Occupy Sydney 1st Anniversary, Martin Place, Sydney

[Read by Cathy Vogan]

Dear Friends

Unfortunately I can’t join you today but I’m grateful to be able to congratulate you on your first anniversary.

Since September 17 2011, Occupy protests have continued and spread around the world. In the United States, Belfast, Hong Kong, London, Canada, Madrid, Rome and most importantly, here.

I first wrote about the Occupy movement in October last year when the politics of frustration was replaced by popular action and a renaissance in political and economic thinking by people across the generations.

The feeling still resonates among millions of people, in most nations, right around the world. More and more, people see the gap between the rich and the poor, even if they don’t personally feel its sting. They see the homelessness, the debts they or their children are saddled with for higher education; they see the struggle of the underemployed and unemployed, and the price paid by a casualised workforce.

We live in silent protest under a corrupted political monoculture, where the seeds of true leadership can’t germinate.  Our self-proclaimed statesmen, servants of the monied but not of the people, lacking both substance and backbone, have permitted the commoditisation and privatisation of water, energy and biodiversity. The path set by the few presages a bleak outlook for the many.

A year ago I described the Occupy movement as a movement of the people, its language as humanity, and the language of humanity as timeless. That’s still true.

We all know that government credibility isn’t tied to government credit ratings, deficits and debt, just as it isn’t bolstered by alarmist cries about refugees and terrorists.  We judge our government by how it really treats its people.

We all understand how the neoliberal paradigm has led to this mad focus, ignoring social indicators or objectives that might point to a healthy and sustainable economy, like full or near full employment.

We all know that we should be asking, “How do we create or restore the economy to a sustainable level of economic activity?”   We all know that to do that you have to go back to basics and ask fundamental questions like “What do we want economic activity to deliver to people, to society in general?”

Without that all you’ll ever get are neoliberal, “free market” type answers, because that’s the way governments, and people generally, sadly, have been conditioned to think.

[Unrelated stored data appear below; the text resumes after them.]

#[cfg(test)]
mod tests {
    use super::*;
    use crate::acquisition::http::test_server;

    fn query() -> DiscoveryQuery {
        DiscoveryQuery {
            limit: 10,
            countries: Vec::new(),
            types: Vec::new(),
            dnsbl_hosts: Vec::new(),
            judge_url: "http://judge.example/ip".to_string(),
            check_timeout: Duration::from_secs(5),
            check_concurrency: 4,
        }
    }

    async fn drain(mut rx: mpsc::Receiver<Option<Proxy>>) -> (Vec<Proxy>, bool) {
        let mut out = Vec::new();
        while let Some(item) = rx.recv().await {
            match item {
                Some(p) => out.push(p),
                None => return (out, true),
            }
        }
        (out, false)
    }

    #[test]
    fn test_discovery_type_parse() {
        let t = DiscoveryType::parse("HTTP:Anonymous,High").unwrap();
        assert_eq!(t.scheme, ProxyScheme::Http);
        assert_eq!(t.anonymity, vec![Anonymity::Anonymous, Anonymity::High]);

        let t = DiscoveryType::parse("https").unwrap();
        assert!(t.anonymity.is_empty());
        assert!(t.accepts(Anonymity::Transparent));

        assert!(DiscoveryType::parse("SOCKS5:High").is_err());
        assert!(DiscoveryType::parse("HTTP:Sneaky").is_err());
    }

    #[test]
    fn test_settings_serialization() {
        let mut q = query();
        q.types = vec![DiscoveryType::parse("HTTP:Anonymous,High").unwrap()];
        q.dnsbl_hosts = vec!["bl.spamcop.net".to_string()];

        let json = serde_json::to_value(q.settings()).unwrap();
        assert_eq!(json["types"][0][0], "HTTP");
        assert_eq!(json["types"][0][1][1], "High");
        assert_eq!(json["dnsbl"][0], "bl.spamcop.net");
        assert!(json["countries"].is_null());
    }

    #[test]
    fn test_feed_url_applies_filters() {
        let feed = Url::parse("http://feed.example/v2/?request=getproxies&country=all&anonymity=all").unwrap();
        let mut q = query();
        q.countries = vec!["DE".to_string(), "FR".to_string()];
        q.types = vec![DiscoveryType::parse("HTTP:Anonymous,High").unwrap()];

        let url = FeedBroker::feed_url(&feed, &q);
        let pairs: Vec<(String, String)> = url.query_pairs().into_owned().collect();
        assert!(pairs.contains(&("country".to_string(), "de,fr".to_string())));
        assert!(pairs.contains(&("anonymity".to_string(), "anonymous,elite".to_string())));
        assert!(pairs.contains(&("request".to_string(), "getproxies".to_string())));
    }

    #[test]
    fn test_parse_feed_line() {
        assert_eq!(
            parse_feed_line(" 1.2.3.4:8080 ", ProxyScheme::Https),
            Some(Proxy::new(ProxyScheme::Https, "1.2.3.4", 8080))
        );
        assert_eq!(
            parse_feed_line("http://5.6.7.8:80", ProxyScheme::Https),
            Some(Proxy::new(ProxyScheme::Http, "5.6.7.8", 80))
        );
        assert_eq!(parse_feed_line("garbage", ProxyScheme::Http), None);
        assert_eq!(parse_feed_line("1.2.3.4:notaport", ProxyScheme::Http), None);
    }

    #[test]
    fn test_anonymity_detection() {
        assert_eq!(anonymity_of("{\"origin\": \"1.2.3.4\"}"), Anonymity::High);
        assert_eq!(
            anonymity_of("{\"origin\": \"10.0.0.1, 1.2.3.4\"}"),
            Anonymity::Transparent
        );
        assert_eq!(anonymity_of("ok"), Anonymity::Anonymous);
    }

    #[test]
    fn test_dnsbl_query_name() {
        let name = dnsbl_query_name(Ipv4Addr::new(1, 2, 3, 4), "bl.spamcop.net.");
        assert_eq!(name, "4.3.2.1.bl.spamcop.net");
    }

    #[tokio::test]
    async fn test_dnsbl_unresolvable_zone_is_not_a_listing() {
        let ip = Ipv4Addr::new(1, 2, 3, 4);
        assert_eq!(dnsbl_listing(ip, &[]).await, None);

        // Reserved TLD, never resolves; a slow resolver just times out
        let zones = vec!["dnsbl.invalid".to_string()];
        let listed = tokio::time::timeout(Duration::from_secs(10), dnsbl_listing(ip, &zones)).await;
        assert!(!matches!(listed, Ok(Some(_))));
    }

    #[tokio::test]
    async fn test_check_forwards_reachable_subset() {
        let good = test_server::spawn(200, "{\"origin\": \"9.9.9.9\"}").await;
        let bad = test_server::spawn(403, "denied").await;
        let closed = {
            let l = std::net::TcpListener::bind("127.0.0.1:0").unwrap();
            l.local_addr().unwrap()
        };

        let candidates = vec![
            Proxy::parse(&good.addr.to_string()).unwrap(),
            Proxy::parse(&bad.addr.to_string()).unwrap(),
            Proxy::parse(&closed.to_string()).unwrap(),
        ];

        let broker = FeedBroker::new(Vec::new());
        let (tx, rx) = mpsc::channel(16);
        let q = query();
        let (result, (found, terminated)) =
            tokio::join!(broker.check(candidates, &q, tx), drain(rx));

        assert!(result.is_ok());
        assert!(terminated);
        assert_eq!(found, vec![Proxy::parse(&good.addr.to_string()).unwrap()]);
    }

    #[tokio::test]
    async fn test_check_rejects_unwanted_anonymity() {
        let transparent = test_server::spawn(200, "{\"origin\": \"10.0.0.1, 9.9.9.9\"}").await;
        let mut q = query();
        q.types = vec![DiscoveryType::parse("HTTP:Anonymous,High").unwrap()];

        let broker = FeedBroker::new(Vec::new());
        let (tx, rx) = mpsc::channel(16);
        let candidates = vec![Proxy::parse(&transparent.addr.to_string()).unwrap()];
        let (_, (found, terminated)) = tokio::join!(broker.check(candidates, &q, tx), drain(rx));

        assert!(terminated);
        assert!(found.is_empty());
    }

    #[tokio::test]
    async fn test_find_fetches_feed_and_respects_limit() {
        let proxy_a = test_server::spawn(200, "{\"origin\": \"9.9.9.9\"}").await;
        let proxy_b = test_server::spawn(200, "{\"origin\": \"8.8.8.8\"}").await;
        let feed_body: &'static str = Box::leak(
            format!("{}\n{}\n{}\n", proxy_a.addr, proxy_b.addr, proxy_a.addr).into_boxed_str(),
        );
        let feed = test_server::spawn(200, feed_body).await;

        let broker = FeedBroker::new(vec![Url::parse(&format!("http://{}/list", feed.addr)).unwrap()]);
        let mut q = query();
        q.limit = 1;

        let (tx, rx) = mpsc::channel(16);
        let (result, (found, terminated)) = tokio::join!(broker.find(&q, tx), drain(rx));

        assert!(result.is_ok());
        assert!(terminated);
        assert_eq!(found.len(), 1);
        assert_eq!(feed.hits(), 1);
    }

    #[tokio::test]
    async fn test_find_with_dead_feed_sends_sentinel_and_errors() {
        let closed = {
            let l = std::net::TcpListener::bind("127.0.0.1:0").unwrap();
            l.local_addr().unwrap()
        };
        let broker = FeedBroker::new(vec![Url::parse(&format!("http://{}/", closed)).unwrap()]);

        let (tx, rx) = mpsc::channel(4);
        let q = query();
        let (result, (found, terminated)) = tokio::join!(broker.find(&q, tx), drain(rx));

        assert!(matches!(result, Err(ReelError::Broker(_))));
        assert!(terminated);
        assert!(found.is_empty());
    }
}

We all know that the free market is anything but free, that is manipulated and far from transparent. We all know that free markets ignore social and environmental costs, let alone objectives. We all know that free markets operate on the basis that government has no role, except of course to make sure the rule of law protects property rights and personal interests.

We all know, or need to know, that the neo-liberal agenda leads nowhere except to a dead end.  It’s the path to selfish self-destruction.  In 1944, after the horror and injustices of the Second World War, Albert Camus saw that humanity and justice are the only true aims of an enlightened society:  he said, the goal we must pursue is to make life free for the individual, but just for all.

Occupiers around the world stand for exactly the same principles.  And most people all round the world support them too, because ordinary people believe in the ideas of honesty and a fair go.  They mightn’t be out here with you, but they believe in exactly the ideals that you do. And pepper spraying peaceful demonstrators, raids by early morning riot squads, mounted police beating down on grandmothers and governments desperate to silence people like Julian Assange who show what the evil do and lend the lie to what they say, only reinforces their beliefs.

I thank you all for your persistence over the last 12 months, and I salute you all for your principle and your courage.  In case you ever doubt, I remind you of the importance of what you stand for and the importance of standing as you do.  You are the face and the voice of most Australians, who see and feel as you do but who cannot or will not yet stand up.  Your position will be vindicated when the tide turns, as inevitably it will, but in the meantime you must keep holding up the mirror to the selfishness, hypocrisy, inhumanity and injustice that brought you here a year ago.  I thank you all.